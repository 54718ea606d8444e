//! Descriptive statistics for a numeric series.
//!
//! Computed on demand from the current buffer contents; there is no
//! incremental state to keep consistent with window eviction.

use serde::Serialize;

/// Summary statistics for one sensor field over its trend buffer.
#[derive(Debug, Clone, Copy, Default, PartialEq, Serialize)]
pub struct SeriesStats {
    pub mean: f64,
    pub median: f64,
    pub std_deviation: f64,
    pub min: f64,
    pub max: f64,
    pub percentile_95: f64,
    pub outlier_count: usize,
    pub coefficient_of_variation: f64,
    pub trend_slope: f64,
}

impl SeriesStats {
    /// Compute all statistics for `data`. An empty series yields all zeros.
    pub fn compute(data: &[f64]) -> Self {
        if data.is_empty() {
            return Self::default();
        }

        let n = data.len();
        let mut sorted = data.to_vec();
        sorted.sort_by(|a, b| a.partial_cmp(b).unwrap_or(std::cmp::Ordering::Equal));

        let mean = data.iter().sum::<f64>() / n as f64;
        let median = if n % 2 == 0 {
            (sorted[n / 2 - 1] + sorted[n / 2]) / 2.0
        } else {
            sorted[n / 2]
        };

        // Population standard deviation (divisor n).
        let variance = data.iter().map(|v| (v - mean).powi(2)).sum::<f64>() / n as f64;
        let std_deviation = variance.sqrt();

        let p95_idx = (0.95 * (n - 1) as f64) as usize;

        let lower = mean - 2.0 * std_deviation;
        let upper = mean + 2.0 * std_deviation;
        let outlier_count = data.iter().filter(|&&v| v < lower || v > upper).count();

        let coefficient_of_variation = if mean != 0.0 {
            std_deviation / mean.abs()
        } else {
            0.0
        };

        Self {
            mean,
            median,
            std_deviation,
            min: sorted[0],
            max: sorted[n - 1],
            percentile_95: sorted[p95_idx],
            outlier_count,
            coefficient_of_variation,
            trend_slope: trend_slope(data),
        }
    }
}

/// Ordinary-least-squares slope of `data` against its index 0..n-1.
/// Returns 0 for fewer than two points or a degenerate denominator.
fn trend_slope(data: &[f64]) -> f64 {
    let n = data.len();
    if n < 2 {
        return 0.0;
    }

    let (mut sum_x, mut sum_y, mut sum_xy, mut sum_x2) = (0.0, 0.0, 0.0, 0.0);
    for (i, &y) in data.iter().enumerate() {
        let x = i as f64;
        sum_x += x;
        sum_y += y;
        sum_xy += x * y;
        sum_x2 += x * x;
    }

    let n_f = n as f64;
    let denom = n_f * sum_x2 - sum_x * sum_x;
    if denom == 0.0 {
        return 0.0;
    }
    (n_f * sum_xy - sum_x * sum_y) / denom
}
----
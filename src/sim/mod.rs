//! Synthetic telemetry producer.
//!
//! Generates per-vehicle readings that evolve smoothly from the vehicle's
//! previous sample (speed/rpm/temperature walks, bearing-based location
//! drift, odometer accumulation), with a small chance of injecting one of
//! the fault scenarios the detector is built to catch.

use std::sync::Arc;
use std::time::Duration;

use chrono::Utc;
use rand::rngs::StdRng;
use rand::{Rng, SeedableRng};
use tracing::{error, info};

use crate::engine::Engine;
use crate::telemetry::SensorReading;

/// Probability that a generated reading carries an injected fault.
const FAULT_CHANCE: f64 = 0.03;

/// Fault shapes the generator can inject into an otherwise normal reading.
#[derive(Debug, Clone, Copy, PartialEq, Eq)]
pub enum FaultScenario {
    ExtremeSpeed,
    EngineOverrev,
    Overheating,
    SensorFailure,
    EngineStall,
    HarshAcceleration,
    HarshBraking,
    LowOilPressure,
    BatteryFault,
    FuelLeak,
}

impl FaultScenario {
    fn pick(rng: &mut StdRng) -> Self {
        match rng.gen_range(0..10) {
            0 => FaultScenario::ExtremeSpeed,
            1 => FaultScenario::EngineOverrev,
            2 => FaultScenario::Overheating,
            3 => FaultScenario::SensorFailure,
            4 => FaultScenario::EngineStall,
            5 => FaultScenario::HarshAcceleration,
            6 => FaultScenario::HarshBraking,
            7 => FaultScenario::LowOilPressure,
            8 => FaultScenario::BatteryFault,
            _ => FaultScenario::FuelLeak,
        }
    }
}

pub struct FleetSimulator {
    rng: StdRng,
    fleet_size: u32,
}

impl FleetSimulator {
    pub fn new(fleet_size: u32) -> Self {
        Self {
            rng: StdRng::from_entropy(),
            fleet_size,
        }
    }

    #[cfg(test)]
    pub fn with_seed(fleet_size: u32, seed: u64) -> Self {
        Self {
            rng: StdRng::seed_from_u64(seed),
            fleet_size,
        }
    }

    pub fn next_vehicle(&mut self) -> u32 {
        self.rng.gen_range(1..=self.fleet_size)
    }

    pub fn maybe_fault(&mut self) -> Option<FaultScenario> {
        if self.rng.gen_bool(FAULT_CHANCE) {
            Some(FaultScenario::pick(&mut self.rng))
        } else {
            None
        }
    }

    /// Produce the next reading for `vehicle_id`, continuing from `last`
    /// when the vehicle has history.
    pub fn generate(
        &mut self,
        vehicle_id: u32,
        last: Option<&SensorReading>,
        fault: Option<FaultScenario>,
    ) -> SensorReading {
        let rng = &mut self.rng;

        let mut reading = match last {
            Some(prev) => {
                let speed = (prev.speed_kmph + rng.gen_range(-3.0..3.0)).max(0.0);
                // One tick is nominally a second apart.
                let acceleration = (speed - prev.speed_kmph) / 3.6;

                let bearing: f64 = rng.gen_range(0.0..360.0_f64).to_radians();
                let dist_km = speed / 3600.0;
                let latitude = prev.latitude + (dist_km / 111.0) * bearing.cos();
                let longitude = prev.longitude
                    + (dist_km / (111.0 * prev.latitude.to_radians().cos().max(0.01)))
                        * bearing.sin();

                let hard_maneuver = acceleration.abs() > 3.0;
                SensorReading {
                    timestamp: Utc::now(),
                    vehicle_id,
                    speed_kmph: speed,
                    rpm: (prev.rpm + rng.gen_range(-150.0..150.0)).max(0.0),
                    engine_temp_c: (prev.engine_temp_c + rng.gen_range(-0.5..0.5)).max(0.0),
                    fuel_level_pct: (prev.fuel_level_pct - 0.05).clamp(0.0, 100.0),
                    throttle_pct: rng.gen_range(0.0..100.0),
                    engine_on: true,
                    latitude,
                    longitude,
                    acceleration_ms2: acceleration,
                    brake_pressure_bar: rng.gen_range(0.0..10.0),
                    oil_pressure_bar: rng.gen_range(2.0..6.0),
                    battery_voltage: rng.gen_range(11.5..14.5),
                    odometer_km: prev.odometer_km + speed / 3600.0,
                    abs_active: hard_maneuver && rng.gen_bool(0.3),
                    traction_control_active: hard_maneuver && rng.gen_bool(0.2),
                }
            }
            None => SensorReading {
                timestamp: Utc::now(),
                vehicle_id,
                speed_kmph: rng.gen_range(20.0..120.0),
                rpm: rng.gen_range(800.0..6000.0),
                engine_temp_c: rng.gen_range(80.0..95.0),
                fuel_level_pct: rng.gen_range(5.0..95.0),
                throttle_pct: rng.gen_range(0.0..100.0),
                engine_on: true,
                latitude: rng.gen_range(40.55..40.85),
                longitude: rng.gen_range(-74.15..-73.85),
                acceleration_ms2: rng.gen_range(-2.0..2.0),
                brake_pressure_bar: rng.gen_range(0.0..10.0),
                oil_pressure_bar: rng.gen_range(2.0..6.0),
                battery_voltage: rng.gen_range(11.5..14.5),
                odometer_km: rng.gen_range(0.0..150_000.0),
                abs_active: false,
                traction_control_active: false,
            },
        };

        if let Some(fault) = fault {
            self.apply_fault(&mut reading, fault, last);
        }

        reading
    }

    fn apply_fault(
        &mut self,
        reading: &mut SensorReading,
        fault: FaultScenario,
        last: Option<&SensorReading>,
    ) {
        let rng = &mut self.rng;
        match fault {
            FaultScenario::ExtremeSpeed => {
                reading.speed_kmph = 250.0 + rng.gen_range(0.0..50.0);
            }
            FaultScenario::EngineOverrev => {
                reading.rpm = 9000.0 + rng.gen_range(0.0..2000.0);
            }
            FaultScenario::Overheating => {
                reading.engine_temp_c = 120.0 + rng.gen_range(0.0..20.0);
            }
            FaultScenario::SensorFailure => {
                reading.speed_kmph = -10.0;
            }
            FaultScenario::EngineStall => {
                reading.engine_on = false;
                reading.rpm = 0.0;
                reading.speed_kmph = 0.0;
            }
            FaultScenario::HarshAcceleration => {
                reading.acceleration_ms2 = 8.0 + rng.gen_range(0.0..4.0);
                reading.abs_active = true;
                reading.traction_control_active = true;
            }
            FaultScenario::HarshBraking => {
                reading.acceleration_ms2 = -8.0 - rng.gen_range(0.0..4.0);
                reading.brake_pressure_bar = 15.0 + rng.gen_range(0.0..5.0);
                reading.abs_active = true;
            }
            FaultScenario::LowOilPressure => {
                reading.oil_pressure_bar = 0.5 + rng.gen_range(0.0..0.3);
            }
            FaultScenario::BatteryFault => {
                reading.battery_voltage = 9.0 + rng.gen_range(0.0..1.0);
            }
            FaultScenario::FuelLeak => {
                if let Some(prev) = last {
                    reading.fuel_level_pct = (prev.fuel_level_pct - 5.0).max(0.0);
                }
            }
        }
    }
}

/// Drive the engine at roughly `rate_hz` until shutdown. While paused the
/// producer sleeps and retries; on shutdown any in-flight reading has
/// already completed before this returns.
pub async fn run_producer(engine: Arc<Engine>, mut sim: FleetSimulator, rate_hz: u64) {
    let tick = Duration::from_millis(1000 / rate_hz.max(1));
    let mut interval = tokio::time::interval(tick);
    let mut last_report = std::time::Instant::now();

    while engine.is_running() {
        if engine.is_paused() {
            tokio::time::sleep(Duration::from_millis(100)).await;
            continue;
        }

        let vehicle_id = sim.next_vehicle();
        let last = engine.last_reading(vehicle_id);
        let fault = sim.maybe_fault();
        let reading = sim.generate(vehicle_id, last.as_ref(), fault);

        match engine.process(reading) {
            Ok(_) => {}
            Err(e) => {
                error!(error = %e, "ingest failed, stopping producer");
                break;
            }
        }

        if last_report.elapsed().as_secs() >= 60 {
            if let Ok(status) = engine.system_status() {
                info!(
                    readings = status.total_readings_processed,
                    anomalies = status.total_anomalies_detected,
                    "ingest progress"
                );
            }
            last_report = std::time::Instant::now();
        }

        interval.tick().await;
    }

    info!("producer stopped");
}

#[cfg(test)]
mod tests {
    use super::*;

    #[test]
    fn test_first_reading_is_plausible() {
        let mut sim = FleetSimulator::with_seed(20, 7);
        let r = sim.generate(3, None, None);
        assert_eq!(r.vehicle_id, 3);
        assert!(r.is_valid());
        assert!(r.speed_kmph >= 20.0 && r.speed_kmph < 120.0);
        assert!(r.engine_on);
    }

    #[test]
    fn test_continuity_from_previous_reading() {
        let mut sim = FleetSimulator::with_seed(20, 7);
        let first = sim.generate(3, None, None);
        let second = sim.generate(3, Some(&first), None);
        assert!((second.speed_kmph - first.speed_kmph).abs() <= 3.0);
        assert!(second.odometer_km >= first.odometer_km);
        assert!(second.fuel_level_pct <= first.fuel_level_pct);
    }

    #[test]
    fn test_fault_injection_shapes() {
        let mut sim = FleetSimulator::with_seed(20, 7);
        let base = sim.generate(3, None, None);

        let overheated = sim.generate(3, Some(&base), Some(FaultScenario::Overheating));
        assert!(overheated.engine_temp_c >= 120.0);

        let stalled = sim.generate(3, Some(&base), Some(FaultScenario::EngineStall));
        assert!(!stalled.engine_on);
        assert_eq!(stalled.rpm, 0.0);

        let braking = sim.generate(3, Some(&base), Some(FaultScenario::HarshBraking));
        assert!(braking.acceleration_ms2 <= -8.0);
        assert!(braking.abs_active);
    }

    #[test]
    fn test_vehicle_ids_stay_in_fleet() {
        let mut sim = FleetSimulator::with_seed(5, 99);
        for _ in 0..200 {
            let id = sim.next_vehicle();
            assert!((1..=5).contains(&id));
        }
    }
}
----
What you need to do> All lines of the listing holding the string "Overheating" must be returned, copied as they stand.

Result of this exercise>
    Overheating,
            2 => FaultScenario::Overheating,
            FaultScenario::Overheating => {
        let overheated = sim.generate(3, Some(&base), Some(FaultScenario::Overheating));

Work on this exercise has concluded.